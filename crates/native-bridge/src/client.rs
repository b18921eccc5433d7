//! Content side of the bridge: request/response correlation.

use crate::protocol::new_callback_id;
use crate::{BridgeError, BridgeRequest, BridgeResponseEvent, BridgeResult};
use parking_lot::Mutex;
use serde_json::Value;
use std::collections::HashMap;
use std::sync::atomic::{AtomicBool, Ordering};
use std::time::{Duration, Instant};
use tokio::sync::{broadcast, mpsc, oneshot};
use tracing::{debug, warn};

/// Default bounded wait for one round-trip.
pub const DEFAULT_REQUEST_TIMEOUT: Duration = Duration::from_secs(30);

/// Transmits serialized requests to the host.
pub trait MessageEmitter: Send + Sync {
    fn emit(&self, message: String) -> BridgeResult<()>;
}

/// Emitter that hands messages to a channel.
#[derive(Clone)]
pub struct ChannelEmitter {
    tx: mpsc::UnboundedSender<String>,
}

impl ChannelEmitter {
    pub fn new() -> (Self, mpsc::UnboundedReceiver<String>) {
        let (tx, rx) = mpsc::unbounded_channel();
        (Self { tx }, rx)
    }
}

impl MessageEmitter for ChannelEmitter {
    fn emit(&self, message: String) -> BridgeResult<()> {
        self.tx
            .send(message)
            .map_err(|_| BridgeError::Transport("host receiver dropped".to_string()))
    }
}

/// Client configuration.
#[derive(Debug, Clone, Copy, PartialEq, Eq)]
pub struct BridgeConfig {
    /// `None` waits forever.
    pub request_timeout: Option<Duration>,
}

impl Default for BridgeConfig {
    fn default() -> Self {
        Self {
            request_timeout: Some(DEFAULT_REQUEST_TIMEOUT),
        }
    }
}

impl BridgeConfig {
    pub fn with_timeout(timeout: Option<Duration>) -> Self {
        Self {
            request_timeout: timeout,
        }
    }
}

struct PendingCallback {
    tx: oneshot::Sender<BridgeResult<Value>>,
    created_at: Instant,
}

type PendingMap = Mutex<HashMap<String, PendingCallback>>;

/// Removes a request's entry when its caller stops waiting.
struct PendingGuard<'a> {
    pending: &'a PendingMap,
    callback_id: String,
}

impl PendingGuard<'_> {
    /// Returns false if the entry was already settled.
    fn evict(&self) -> bool {
        self.pending.lock().remove(&self.callback_id).is_some()
    }
}

impl Drop for PendingGuard<'_> {
    fn drop(&mut self) {
        if self.evict() {
            debug!(callback_id = %self.callback_id, "Bridge request abandoned by caller");
        }
    }
}

/// Sends bridge requests and resolves them from host events.
///
/// Every request gets a callback id that is unique among in-flight
/// requests. Each pending entry is removed exactly once: by the matching
/// response, by the timeout, by [`shutdown`](Self::shutdown), or when the
/// caller drops the request future.
pub struct BridgeClient {
    emitter: Box<dyn MessageEmitter>,
    config: BridgeConfig,
    pending: PendingMap,
    pushes: broadcast::Sender<BridgeResponseEvent>,
    closed: AtomicBool,
}

impl BridgeClient {
    pub fn new(emitter: impl MessageEmitter + 'static, config: BridgeConfig) -> Self {
        let (pushes, _) = broadcast::channel(32);
        Self {
            emitter: Box::new(emitter),
            config,
            pending: Mutex::new(HashMap::new()),
            pushes,
            closed: AtomicBool::new(false),
        }
    }

    /// Send `(feature_type, action)` and wait for the host's answer.
    pub async fn request(
        &self,
        feature_type: &str,
        action: &str,
        payload: Option<Value>,
    ) -> BridgeResult<Value> {
        if self.closed.load(Ordering::SeqCst) {
            return Err(BridgeError::ChannelClosed);
        }

        let (tx, rx) = oneshot::channel();
        let guard = {
            let mut pending = self.pending.lock();
            let mut id = new_callback_id();
            while pending.contains_key(&id) {
                id = new_callback_id();
            }
            pending.insert(
                id.clone(),
                PendingCallback {
                    tx,
                    created_at: Instant::now(),
                },
            );
            PendingGuard {
                pending: &self.pending,
                callback_id: id,
            }
        };
        let callback_id = guard.callback_id.clone();

        let mut request = BridgeRequest::new(feature_type, action).with_callback_id(&callback_id);
        request.payload = payload;

        let sent = request.to_json().and_then(|json| self.emitter.emit(json));
        if let Err(e) = sent {
            guard.evict();
            return Err(e);
        }
        debug!(callback_id = %callback_id, feature_type, action, "Bridge request sent");

        let mut rx = rx;
        let received = match self.config.request_timeout {
            Some(timeout) => match tokio::time::timeout(timeout, &mut rx).await {
                Ok(received) => received,
                Err(_) => {
                    // A response may have landed between the deadline and the eviction.
                    if !guard.evict() {
                        return rx.try_recv().unwrap_or(Err(BridgeError::ChannelClosed));
                    }
                    warn!(callback_id = %callback_id, feature_type, action, "Bridge request timed out");
                    return Err(BridgeError::Timeout {
                        callback_id,
                        after_ms: timeout.as_millis(),
                    });
                }
            },
            None => rx.await,
        };

        received.unwrap_or(Err(BridgeError::ChannelClosed))
    }

    /// Route one host event. Returns whether it settled a pending request.
    ///
    /// Events without a callback id are host pushes and go to
    /// [`subscribe_pushes`](Self::subscribe_pushes). Unknown or repeated ids
    /// are ignored.
    pub fn handle_event(&self, event: BridgeResponseEvent) -> bool {
        let Some(callback_id) = event.callback_id.clone() else {
            let _ = self.pushes.send(event);
            return false;
        };

        let Some(entry) = self.pending.lock().remove(&callback_id) else {
            debug!(callback_id = %callback_id, "No pending request for bridge response");
            return false;
        };

        debug!(
            callback_id = %callback_id,
            elapsed_ms = entry.created_at.elapsed().as_millis() as u64,
            success = event.response.success,
            "Bridge response received"
        );
        let result = event.response.into_result().map_err(BridgeError::Rejected);
        // The waiter may have gone away; the entry is gone either way.
        let _ = entry.tx.send(result);
        true
    }

    /// Parse and route a raw event detail.
    pub fn handle_event_json(&self, detail: &str) -> BridgeResult<bool> {
        Ok(self.handle_event(BridgeResponseEvent::from_json(detail)?))
    }

    /// Receive host pushes (events without a callback id).
    pub fn subscribe_pushes(&self) -> broadcast::Receiver<BridgeResponseEvent> {
        self.pushes.subscribe()
    }

    pub fn pending_count(&self) -> usize {
        self.pending.lock().len()
    }

    /// Reject every pending request and refuse new ones.
    pub fn shutdown(&self) {
        self.closed.store(true, Ordering::SeqCst);
        let drained: Vec<_> = self.pending.lock().drain().collect();
        if !drained.is_empty() {
            debug!(count = drained.len(), "Rejecting pending bridge requests");
        }
        for (_, entry) in drained {
            let _ = entry.tx.send(Err(BridgeError::ChannelClosed));
        }
    }
}

#[cfg(test)]
mod tests {
    use super::*;
    use crate::{BridgeOutcome, BridgeRequest};
    use serde_json::json;
    use std::sync::Arc;

    fn client(timeout: Option<Duration>) -> (Arc<BridgeClient>, mpsc::UnboundedReceiver<String>) {
        let (emitter, rx) = ChannelEmitter::new();
        (
            Arc::new(BridgeClient::new(emitter, BridgeConfig::with_timeout(timeout))),
            rx,
        )
    }

    #[tokio::test]
    async fn test_response_resolves_once() {
        let (client, mut outbox) = client(None);

        let task = {
            let client = client.clone();
            tokio::spawn(async move { client.request("LOCATION", "GET_CURRENT", None).await })
        };

        let request = BridgeRequest::from_json(&outbox.recv().await.unwrap()).unwrap();
        let callback_id = request.callback_id.clone().unwrap();
        assert!(callback_id.starts_with("cb_"));
        assert_eq!(client.pending_count(), 1);

        let reply = BridgeResponseEvent::reply(&request, BridgeOutcome::ok(json!({"ok": 1})));
        assert!(client.handle_event(reply.clone()));
        assert!(!client.handle_event(reply));

        assert_eq!(task.await.unwrap().unwrap(), json!({"ok": 1}));
        assert_eq!(client.pending_count(), 0);
    }

    #[tokio::test]
    async fn test_failure_response_rejects() {
        let (client, mut outbox) = client(None);

        let task = {
            let client = client.clone();
            tokio::spawn(async move { client.request("CAMERA", "CAPTURE", None).await })
        };

        let request = BridgeRequest::from_json(&outbox.recv().await.unwrap()).unwrap();
        client.handle_event(BridgeResponseEvent::reply(
            &request,
            BridgeOutcome::failure("Camera permission denied"),
        ));

        match task.await.unwrap() {
            Err(BridgeError::Rejected(message)) => assert_eq!(message, "Camera permission denied"),
            other => panic!("expected rejection, got {other:?}"),
        }
    }

    #[tokio::test]
    async fn test_unknown_callback_is_ignored() {
        let (client, _outbox) = client(None);
        let stray = BridgeResponseEvent::reply(
            &BridgeRequest::new("DEVICE", "GET_INFO").with_callback_id("cb_0_nobody"),
            BridgeOutcome::ok(json!({})),
        );
        assert!(!client.handle_event(stray));
    }

    #[tokio::test]
    async fn test_timeout_evicts_entry() {
        let (client, _outbox) = client(Some(Duration::from_millis(50)));

        let err = client
            .request("LOCATION", "GET_CURRENT", None)
            .await
            .unwrap_err();
        assert!(matches!(err, BridgeError::Timeout { after_ms: 50, .. }));
        assert_eq!(client.pending_count(), 0);
    }

    #[tokio::test]
    async fn test_dropped_request_releases_entry() {
        let (client, mut outbox) = client(None);

        let abandoned = tokio::time::timeout(
            Duration::from_millis(20),
            client.request("LOCATION", "GET_CURRENT", None),
        )
        .await;
        assert!(abandoned.is_err());
        assert_eq!(client.pending_count(), 0);

        // A late reply for the abandoned id is ignored.
        let request = BridgeRequest::from_json(&outbox.recv().await.unwrap()).unwrap();
        let reply = BridgeResponseEvent::reply(&request, BridgeOutcome::ok(json!({})));
        assert!(!client.handle_event(reply));
    }

    #[tokio::test]
    async fn test_shutdown_rejects_pending() {
        let (client, mut outbox) = client(None);

        let task = {
            let client = client.clone();
            tokio::spawn(async move { client.request("DEVICE", "GET_INFO", None).await })
        };
        outbox.recv().await.unwrap();

        client.shutdown();
        assert!(matches!(task.await.unwrap(), Err(BridgeError::ChannelClosed)));
        assert!(matches!(
            client.request("DEVICE", "GET_INFO", None).await,
            Err(BridgeError::ChannelClosed)
        ));
    }

    #[tokio::test]
    async fn test_push_goes_to_subscribers() {
        let (client, _outbox) = client(None);
        let mut pushes = client.subscribe_pushes();

        let push = BridgeResponseEvent::push("AUTH", "SESSION_CHANGED", json!({"accessToken": "t"}));
        assert!(!client.handle_event(push.clone()));
        assert_eq!(pushes.recv().await.unwrap(), push);
    }

    #[tokio::test]
    async fn test_emit_failure_leaves_no_entry() {
        let (emitter, outbox) = ChannelEmitter::new();
        drop(outbox);
        let client = BridgeClient::new(emitter, BridgeConfig::default());

        let err = client.request("DEVICE", "GET_INFO", None).await.unwrap_err();
        assert!(matches!(err, BridgeError::Transport(_)));
        assert_eq!(client.pending_count(), 0);
    }
}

--*--

### THE TASK
Go through the records above and, whenever a line includes the word "struct", copy it.

### REPLY
pub struct ChannelEmitter {
pub struct BridgeConfig {
struct PendingCallback {
struct PendingGuard<'a> {
pub struct BridgeClient {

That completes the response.